1
votes

I'm building an address-book app that uses a back-end Cloudant database. The database stores 3 types of documents:

-> User Profile document
-> Group document
-> User-to-Group Link document

As the names of the document go, there are users in my database, there are groups for users(like whatsapp), and there are link documents for each user to a group (the link document also stores settings/privileges of that user in that group).

My client-side app on login, queries cloudant for the user document, and each group document using view collation over the link documents of that user.

Then using the groups that I have identified above, I find all the other users of that group.

Now, the challenge is that I need to monitor any changes on the group and user documents. I am using pouchdb on the app side, and can invoke the 'changes' API against the ids of all the group and user documents. But the scale of this can be maybe 500 users in each group, and a logged in user being part of 10-50 groups. That multiplied to 1000s of users will become a nightmare for the back-end to support.

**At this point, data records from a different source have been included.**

//! Chaos provider: a misbehaving opponent for exercising the action gate.
//!
//! With probability `failure_rate` each call misbehaves in one of several
//! ways (garbage text, an error, an out-of-range bid, a challenge with no
//! bid on the table, or hanging past any sensible budget). Otherwise it
//! answers in text with the minimum raise, or challenges when none exists.

use std::time::Duration;

use async_trait::async_trait;
use parking_lot::Mutex;
use rand::prelude::*;
use tracing::trace;

use super::config::AiConfig;
use super::trait_def::{AiError, Candidate, DecisionProvider, Rejection};
use crate::domain::action::Action;
use crate::domain::player_view::PlayerView;

#[derive(Debug, Clone, Copy, PartialEq, Eq)]
enum Misbehavior {
    Garbage,
    Error,
    OutOfRange,
    BareChallenge,
    Hang,
}

const MISBEHAVIORS: [Misbehavior; 5] = [
    Misbehavior::Garbage,
    Misbehavior::Error,
    Misbehavior::OutOfRange,
    Misbehavior::BareChallenge,
    Misbehavior::Hang,
];

pub struct Chaos {
    rng: Mutex<StdRng>,
    failure_rate: f64,
    hang: Duration,
}

impl Chaos {
    pub const NAME: &'static str = "Chaos";
    pub const VERSION: &'static str = "1.0.0";

    pub const DEFAULT_FAILURE_RATE: f64 = 0.5;
    pub const DEFAULT_HANG_MS: u64 = 10_000;

    pub fn new(seed: Option<u64>, failure_rate: f64, hang: Duration) -> Self {
        let rng = match seed {
            Some(s) => StdRng::seed_from_u64(s),
            None => StdRng::from_os_rng(),
        };
        Self {
            rng: Mutex::new(rng),
            failure_rate: failure_rate.clamp(0.0, 1.0),
            hang,
        }
    }

    pub fn from_config(config: &AiConfig) -> Self {
        Self::new(
            config.seed(),
            config.custom_f64("failure_rate", Self::DEFAULT_FAILURE_RATE),
            Duration::from_millis(config.custom_u64("hang_ms", Self::DEFAULT_HANG_MS)),
        )
    }

    /// Draw this call's behavior; `None` means answer properly.
    fn roll(&self, view: &PlayerView) -> Option<Misbehavior> {
        let mut rng = self.rng.lock();
        if !rng.random_bool(self.failure_rate) {
            return None;
        }
        // A bare challenge is only a misbehavior while no bid is on the table.
        let pool: Vec<Misbehavior> = MISBEHAVIORS
            .into_iter()
            .filter(|m| *m != Misbehavior::BareChallenge || !view.can_challenge())
            .collect();
        pool.choose(&mut *rng).copied()
    }

    fn honest(view: &PlayerView) -> Candidate {
        match view.minimum_raise() {
            Some(bid) => Candidate::text(Action::from(bid).to_string()),
            None => Candidate::text("CHALLENGE"),
        }
    }
}

#[async_trait]
impl DecisionProvider for Chaos {
    fn name(&self) -> &str {
        Self::NAME
    }

    async fn propose(
        &self,
        view: &PlayerView,
        _previous: Option<&Rejection>,
    ) -> Result<Candidate, AiError> {
        let behavior = self.roll(view);
        trace!(player = view.player, ?behavior, "chaos provider rolled");
        match behavior {
            None => Ok(Self::honest(view)),
            Some(Misbehavior::Garbage) => Ok(Candidate::text("I raise you three goats")),
            Some(Misbehavior::Error) => Err(AiError::Internal("chaos: simulated crash".into())),
            Some(Misbehavior::OutOfRange) => Ok(Action::bid(view.total_dice + 1, 9).into()),
            Some(Misbehavior::BareChallenge) => Ok(Candidate::text("challenge")),
            Some(Misbehavior::Hang) => {
                tokio::time::sleep(self.hang).await;
                Ok(Self::honest(view))
            }
        }
    }
}
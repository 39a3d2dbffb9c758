//! Per-game records written by the simulator.

use dice_engine::{GameOutcome, HistoryEvent};
use serde::Serialize;

/// Complete game record for JSONL output.
#[derive(Debug, Clone, Serialize)]
pub struct GameMetrics {
    pub game_id: u32,
    pub seed: u64,
    pub providers: Vec<String>,
    pub winner: Option<usize>,
    pub rounds: u32,
    pub turns: u64,
    pub fallbacks: Vec<u32>,
    pub challenges: ChallengeStats,
    pub duration_ms: f64,
    #[serde(skip_serializing_if = "Option::is_none")]
    pub history: Option<Vec<HistoryEvent>>,
}

#[derive(Debug, Clone, Default, Serialize, PartialEq, Eq)]
pub struct ChallengeStats {
    /// Challenges where the bid held and the challenger paid.
    pub bid_stood: u32,
    /// Challenges that caught an overbid.
    pub bid_failed: u32,
}

/// One CSV summary row per game.
#[derive(Debug, Serialize)]
pub struct CsvSummaryRow {
    pub game_id: u32,
    pub seed: u64,
    pub winner: Option<usize>,
    pub winner_provider: Option<String>,
    pub rounds: u32,
    pub turns: u64,
    pub total_fallbacks: u32,
}

impl From<&GameMetrics> for CsvSummaryRow {
    fn from(m: &GameMetrics) -> Self {
        Self {
            game_id: m.game_id,
            seed: m.seed,
            winner: m.winner,
            winner_provider: m.winner.and_then(|w| m.providers.get(w).cloned()),
            rounds: m.rounds,
            turns: m.turns,
            total_fallbacks: m.fallbacks.iter().sum(),
        }
    }
}

pub fn challenge_stats(history: &[HistoryEvent]) -> ChallengeStats {
    history
        .iter()
        .fold(ChallengeStats::default(), |mut stats, event| {
            if let HistoryEvent::ChallengeResolved { bid_stands, .. } = event {
                if *bid_stands {
                    stats.bid_stood += 1;
                } else {
                    stats.bid_failed += 1;
                }
            }
            stats
        })
}

/// Build the record for one finished game.
pub fn build_game_metrics(
    game_id: u32,
    seed: u64,
    providers: &[String],
    outcome: GameOutcome,
    duration_ms: f64,
    keep_history: bool,
) -> GameMetrics {
    GameMetrics {
        game_id,
        seed,
        providers: providers.to_vec(),
        winner: outcome.winner,
        rounds: outcome.rounds_played,
        turns: outcome.turns,
        challenges: challenge_stats(&outcome.history),
        fallbacks: outcome.fallbacks,
        duration_ms,
        history: keep_history.then_some(outcome.history),
    }
}
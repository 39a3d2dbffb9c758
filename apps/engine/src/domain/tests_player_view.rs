use crate::domain::action::Action;
use crate::domain::bidding::Bid;
use crate::domain::test_state_helpers::table;
use crate::errors::domain::IllegalActionKind;

#[test]
fn fallback_is_minimum_bid_on_open_table() {
    let state = table(vec![vec![3, 3], vec![6]], 0);
    let view = state.project_for(0).unwrap();
    assert_eq!(view.turn, view.player);
    assert!(!view.can_challenge());
    assert_eq!(view.fallback_action(), Action::bid(1, 1));
    assert!(view.check(&view.fallback_action()).is_ok());
}

#[test]
fn fallback_is_challenge_once_a_bid_exists() {
    let mut state = table(vec![vec![3, 3], vec![6]], 0);
    state.apply_bid(0, Bid::new(0, 3, 6)).unwrap();
    let view = state.project_for(1).unwrap();
    assert_eq!(view.fallback_action(), Action::Challenge);
    assert!(view.check(&Action::Challenge).is_ok());
}

#[test]
fn check_mirrors_bid_legality() {
    let mut state = table(vec![vec![3, 3], vec![6]], 0);
    let opening = state.project_for(0).unwrap();
    assert_eq!(
        opening
            .check(&Action::Challenge)
            .unwrap_err()
            .illegal_kind(),
        Some(&IllegalActionKind::NoCurrentBid)
    );
    assert_eq!(
        opening.check(&Action::bid(4, 2)).unwrap_err().illegal_kind(),
        Some(&IllegalActionKind::QuantityOutOfRange)
    );

    state.apply_bid(0, Bid::new(0, 2, 3)).unwrap();
    let view = state.project_for(1).unwrap();
    assert!(view.check(&Action::bid(2, 4)).is_ok());
    assert_eq!(
        view.check(&Action::bid(2, 3)).unwrap_err().illegal_kind(),
        Some(&IllegalActionKind::BidNotHigher)
    );
}

#[test]
fn unseen_dice_excludes_own_hand() {
    let state = table(vec![vec![3, 3], vec![6], vec![1, 2, 4]], 0);
    let view = state.project_for(2).unwrap();
    assert_eq!(view.total_dice, 6);
    assert_eq!(view.unseen_dice(), 3);
    assert_eq!(view.active_players(), 3);
    assert_eq!(view.minimum_raise(), Some(Bid::new(2, 1, 1)));
}
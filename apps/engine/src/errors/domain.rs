//! Domain-level error type used by the rules, the round state machine and
//! session configuration.
//!
//! This error type knows nothing about decision providers. Provider
//! misbehaviour is modelled by [`crate::ai::AiError`] and is recovered inside
//! the action gate; only `IllegalAction` raised by a direct caller of
//! [`crate::domain::state::RoundState`] is ever a reportable defect.

use thiserror::Error;

/// Why an action was refused by the round state machine.
#[derive(Debug, Clone, PartialEq, Eq)]
#[non_exhaustive]
pub enum IllegalActionKind {
    /// Acting player is not the player whose turn it is.
    OutOfTurn,
    /// The state machine is not awaiting an action (round over / game over).
    PhaseMismatch,
    /// A challenge was attempted with no bid on the table.
    NoCurrentBid,
    /// The bid does not exceed the current bid.
    BidNotHigher,
    /// Quantity is zero or exceeds the dice in play.
    QuantityOutOfRange,
    /// Face is outside 1..=6.
    FaceOutOfRange,
    /// Player index is outside the table.
    UnknownPlayer,
    /// Player has no dice left.
    PlayerEliminated,
}

/// Central domain error type
#[derive(Debug, Clone, PartialEq, Eq, Error)]
pub enum DomainError {
    /// Wrong turn, wrong phase, or a bid/challenge that fails legality.
    #[error("illegal action {0:?}: {1}")]
    IllegalAction(IllegalActionKind, String),
    /// Raw provider text that does not match the action grammar.
    #[error("parse error: {0}")]
    Parse(String),
    /// Session configuration outside its documented bounds.
    #[error("invalid config: {0}")]
    InvalidConfig(String),
}

impl DomainError {
    pub fn illegal(kind: IllegalActionKind, detail: impl Into<String>) -> Self {
        Self::IllegalAction(kind, detail.into())
    }

    pub fn parse(detail: impl Into<String>) -> Self {
        Self::Parse(detail.into())
    }

    pub fn invalid_config(detail: impl Into<String>) -> Self {
        Self::InvalidConfig(detail.into())
    }

    /// The illegal-action kind, if this is an `IllegalAction`.
    pub fn illegal_kind(&self) -> Option<&IllegalActionKind> {
        match self {
            DomainError::IllegalAction(kind, _) => Some(kind),
            _ => None,
        }
    }
}
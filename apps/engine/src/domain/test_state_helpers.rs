//! Test-only table helpers for domain unit tests.

use crate::domain::bidding::Bid;
use crate::domain::dice::Hand;
use crate::domain::player_view::PlayerView;
use crate::domain::rules::{DEFAULT_HISTORY_WINDOW, DEFAULT_STARTING_DICE};
use crate::domain::state::{PlayerId, RoundState, TableSetup};

/// A table setup with defaults, player 0 opening.
pub fn setup(num_players: usize) -> TableSetup {
    TableSetup {
        num_players,
        starting_dice: DEFAULT_STARTING_DICE,
        wild_ones: false,
        history_window: DEFAULT_HISTORY_WINDOW,
        opening_player: Some(0),
        seed: 42,
    }
}

/// Round 1 with the given hands and opener.
pub fn table(hands: Vec<Hand>, opener: PlayerId) -> RoundState {
    RoundState::with_hands(&setup(hands.len()), hands, opener)
        .expect("test hands must form a valid table")
}

/// Same as [`table`] with wild ones enabled.
pub fn wild_table(hands: Vec<Hand>, opener: PlayerId) -> RoundState {
    let mut setup = setup(hands.len());
    setup.wild_ones = true;
    RoundState::with_hands(&setup, hands, opener).expect("test hands must form a valid table")
}

/// A view for `player` on their own turn, built directly from hands.
pub fn view_for(hands: Vec<Hand>, player: PlayerId, current_bid: Option<Bid>) -> PlayerView {
    let dice_counts: Vec<u32> = hands.iter().map(|h| h.len() as u32).collect();
    PlayerView {
        player,
        round_no: 1,
        hand: hands[player].clone(),
        total_dice: dice_counts.iter().sum(),
        dice_counts,
        current_bid,
        turn: player,
        wild_ones: false,
        recent_history: Vec::new(),
    }
}
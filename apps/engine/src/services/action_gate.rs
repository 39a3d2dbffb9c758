//! Action gate: obtains one legal action per turn from an untrusted provider.
//!
//! Each attempt runs the provider on its own thread and runtime while the
//! caller waits under a hard time budget, so a provider that blocks cannot
//! hold the turn. On timeout the thread is abandoned and nothing it produces
//! later is used. Output is interpreted (structured candidate or the
//! `CHALLENGE` / `BID <q> <f>` grammar), checked against the player's view,
//! and on rejection the provider is asked again with the reason attached.
//! When every attempt is spent the gate substitutes the deterministic
//! fallback: challenge if a bid exists, otherwise `BID 1 1`.

use std::sync::Arc;
use std::thread;
use std::time::Duration;

use serde::{Deserialize, Serialize};
use tokio::runtime;
use tokio::sync::oneshot;
use tokio::time::{timeout, Instant};
use tracing::{debug, info, warn};

use crate::ai::{AiError, Candidate, DecisionProvider, RejectReason, Rejection};
use crate::domain::action::Action;
use crate::domain::player_view::PlayerView;

pub const DEFAULT_TIME_BUDGET: Duration = Duration::from_millis(5_000);
pub const DEFAULT_MAX_ATTEMPTS: u32 = 3;

#[derive(Debug, Clone, Copy, PartialEq, Eq)]
pub struct RetryPolicy {
    /// Provider calls allowed per turn before the fallback applies.
    pub max_attempts: u32,
}

impl RetryPolicy {
    pub fn new(max_attempts: u32) -> Self {
        Self { max_attempts }
    }
}

impl Default for RetryPolicy {
    fn default() -> Self {
        Self::new(DEFAULT_MAX_ATTEMPTS)
    }
}

#[derive(Debug, Clone, Copy, PartialEq, Eq, Serialize, Deserialize)]
#[serde(rename_all = "snake_case")]
pub enum DecisionSource {
    Provider,
    Fallback,
}

/// The gate's verdict for one turn.
#[derive(Debug, Clone, PartialEq, Eq)]
pub struct Decision {
    /// Always legal for the view it was decided on.
    pub action: Action,
    pub source: DecisionSource,
    /// Provider calls made.
    pub attempts: u32,
    pub rejections: Vec<Rejection>,
    pub elapsed: Duration,
}

impl Decision {
    pub fn is_fallback(&self) -> bool {
        self.source == DecisionSource::Fallback
    }
}

/// Time budget plus retry policy, shared by every turn of a session.
#[derive(Debug, Clone, Copy, PartialEq, Eq)]
pub struct ActionGate {
    time_budget: Duration,
    retry: RetryPolicy,
}

impl ActionGate {
    pub fn new(time_budget: Duration, retry: RetryPolicy) -> Self {
        Self { time_budget, retry }
    }

    pub fn time_budget(&self) -> Duration {
        self.time_budget
    }

    pub fn retry(&self) -> RetryPolicy {
        self.retry
    }

    pub async fn decide(&self, view: &PlayerView, provider: &Arc<dyn DecisionProvider>) -> Decision {
        decide(view, provider, self.time_budget, self.retry).await
    }
}

impl Default for ActionGate {
    fn default() -> Self {
        Self::new(DEFAULT_TIME_BUDGET, RetryPolicy::default())
    }
}

/// Obtain a legal action for `view` from `provider`.
///
/// Makes at most `retry.max_attempts` calls, each bounded by `time_budget`,
/// so it returns within `max_attempts * time_budget` plus scheduling slack.
pub async fn decide(
    view: &PlayerView,
    provider: &Arc<dyn DecisionProvider>,
    time_budget: Duration,
    retry: RetryPolicy,
) -> Decision {
    let started = Instant::now();
    let mut rejections: Vec<Rejection> = Vec::new();

    for attempt in 1..=retry.max_attempts {
        debug!(
            player = view.player,
            provider = provider.name(),
            attempt,
            "requesting decision"
        );

        let outcome = call_provider(provider, view, rejections.last().cloned(), time_budget)
            .await
            .and_then(|candidate| interpret(view, candidate));

        match outcome {
            Ok(action) => {
                return Decision {
                    action,
                    source: DecisionSource::Provider,
                    attempts: attempt,
                    rejections,
                    elapsed: started.elapsed(),
                };
            }
            Err(reason) => {
                warn!(
                    player = view.player,
                    provider = provider.name(),
                    attempt,
                    %reason,
                    "decision rejected"
                );
                rejections.push(Rejection { attempt, reason });
            }
        }
    }

    let action = view.fallback_action();
    info!(
        player = view.player,
        provider = provider.name(),
        attempts = retry.max_attempts,
        %action,
        "applying fallback action"
    );
    Decision {
        action,
        source: DecisionSource::Fallback,
        attempts: retry.max_attempts,
        rejections,
        elapsed: started.elapsed(),
    }
}

/// One provider call on a dedicated thread with its own current-thread runtime.
///
/// The caller only awaits a channel, so neither blocking work nor a stuck
/// future in the provider can delay the budget. A thread that overruns is
/// detached and whatever it sends afterwards is dropped.
async fn call_provider(
    provider: &Arc<dyn DecisionProvider>,
    view: &PlayerView,
    previous: Option<Rejection>,
    time_budget: Duration,
) -> Result<Candidate, RejectReason> {
    let provider = Arc::clone(provider);
    let view = view.clone();
    let (tx, rx) = oneshot::channel();

    let spawned = thread::Builder::new()
        .name(format!("provider-seat-{}", view.player))
        .spawn(move || {
            let answer = match runtime::Builder::new_current_thread().enable_all().build() {
                Ok(rt) => rt.block_on(provider.propose(&view, previous.as_ref())),
                Err(e) => Err(AiError::Internal(format!("provider runtime: {e}"))),
            };
            // The receiver is gone once the budget has run out.
            let _ = tx.send(answer);
        });
    if let Err(e) = spawned {
        return Err(RejectReason::ProviderFailure(format!(
            "could not start provider thread: {e}"
        )));
    }

    match timeout(time_budget, rx).await {
        Err(_) => Err(RejectReason::Timeout),
        Ok(Err(_)) => Err(RejectReason::ProviderFailure(
            "provider thread died before answering".into(),
        )),
        Ok(Ok(Err(AiError::Timeout))) => Err(RejectReason::Timeout),
        Ok(Ok(Err(e))) => Err(RejectReason::ProviderFailure(e.to_string())),
        Ok(Ok(Ok(candidate))) => Ok(candidate),
    }
}

/// Turn a candidate into an action that is legal for `view`.
fn interpret(view: &PlayerView, candidate: Candidate) -> Result<Action, RejectReason> {
    let action = match candidate {
        Candidate::Structured(action) => action,
        Candidate::Text(text) => text
            .parse::<Action>()
            .map_err(|e| RejectReason::Parse(e.to_string()))?,
    };
    view.check(&action)
        .map_err(|e| RejectReason::Illegal(e.to_string()))?;
    Ok(action)
}
pub mod action_gate;
pub mod game_flow;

Is my scalability concern warranted? Or is this normal for cloudant?

3

3 Answers

0
votes

If I understand your schema correctly, you documents of this form:

{
   _id: "user:glynn",
   type: "user",
   name: "Glynn Bird"
}
{  
   _id: "group:Developers",
   type: "group",
   name: "Software Developers"
} 
{    
   _id: "user:glynn:developers"
 }

In the above example, the primary key's sorting allows a user and all of its memberships to be retrieved by using startkey and endkey parameters do the database's _all_docs endpoint.

This is "scalable" in the sense that if is efficient for Cloudant retrieve data from a primary or secondary index because the index is held in a b-tree so data with adjacent keys is store next to each other. A limit parameter can be used to paginate through larger data sets.

0
votes

yes the documents are more or less how you've specified. Link documents are as follows:

{
  "_id": <AutoGeneratedID>,
  "type": "link",
  "user": user_id,
  "group": group_id
}

I've written the following view map function:

if(type == "link") {
    emit(doc.user, {"_id": doc.user});
    emit([doc.user, doc.group], {"_id": doc.group});
    emit([doc.group, doc.user], {"_id": doc.user});
}

using the above 3 indexes and include-docs=true, 1st lets me get my logged-in user document, 2nd lets me get all group documents for my logged-in user (using start and end key), and 3rd lets me get all other user documents for a group (using start and end key again).

Fetching the documents is done, but now I need to monitor changes on users of each group, for this, don't I need to query the changes API with array of user ids ? Is there any other way ?

Cloudant retrieve data from a primary or secondary index because the index is held in a b-tree so data with adjacent keys is store next to each other

Sorry, I did not understand this statement ?

Thanks.

0
votes

Part 1. I recommend to get rid of the "link" type here - it's good for SQL world, but not for CouchDb.

Instead of this, it is better to utilize a benefit of Document Storage, i.e. store user groups in property "Groups" for "User"; and property "Users" for "Group".

With this approach you can set up filtered replication to process only changes of specific groups and these changes will already contain all the users of the group.

I want to notice, that I made an assumption, that number of groups for a user and number of groups is reasonable (hundreds at maximum) and doesn't change frequently.

Part 2. You can just store ids in these properties and then use Views to "join" other data. Or I was also thinking about other approach (for my use case, but yours is similar):

1) Group contains only ids of users - no views needed.

2) You create a view of each user contacts, i.e. for each user get all users with whom he has mutual groups.

3) Replicate this view to client app.

When user opens a group, values (such as names and pics of contacts are taken from this local "dictionary"). This approach can save some traffic.

Please, let me know what do you think. Because right now I'm working on designing architecture of my solution. Thank you!)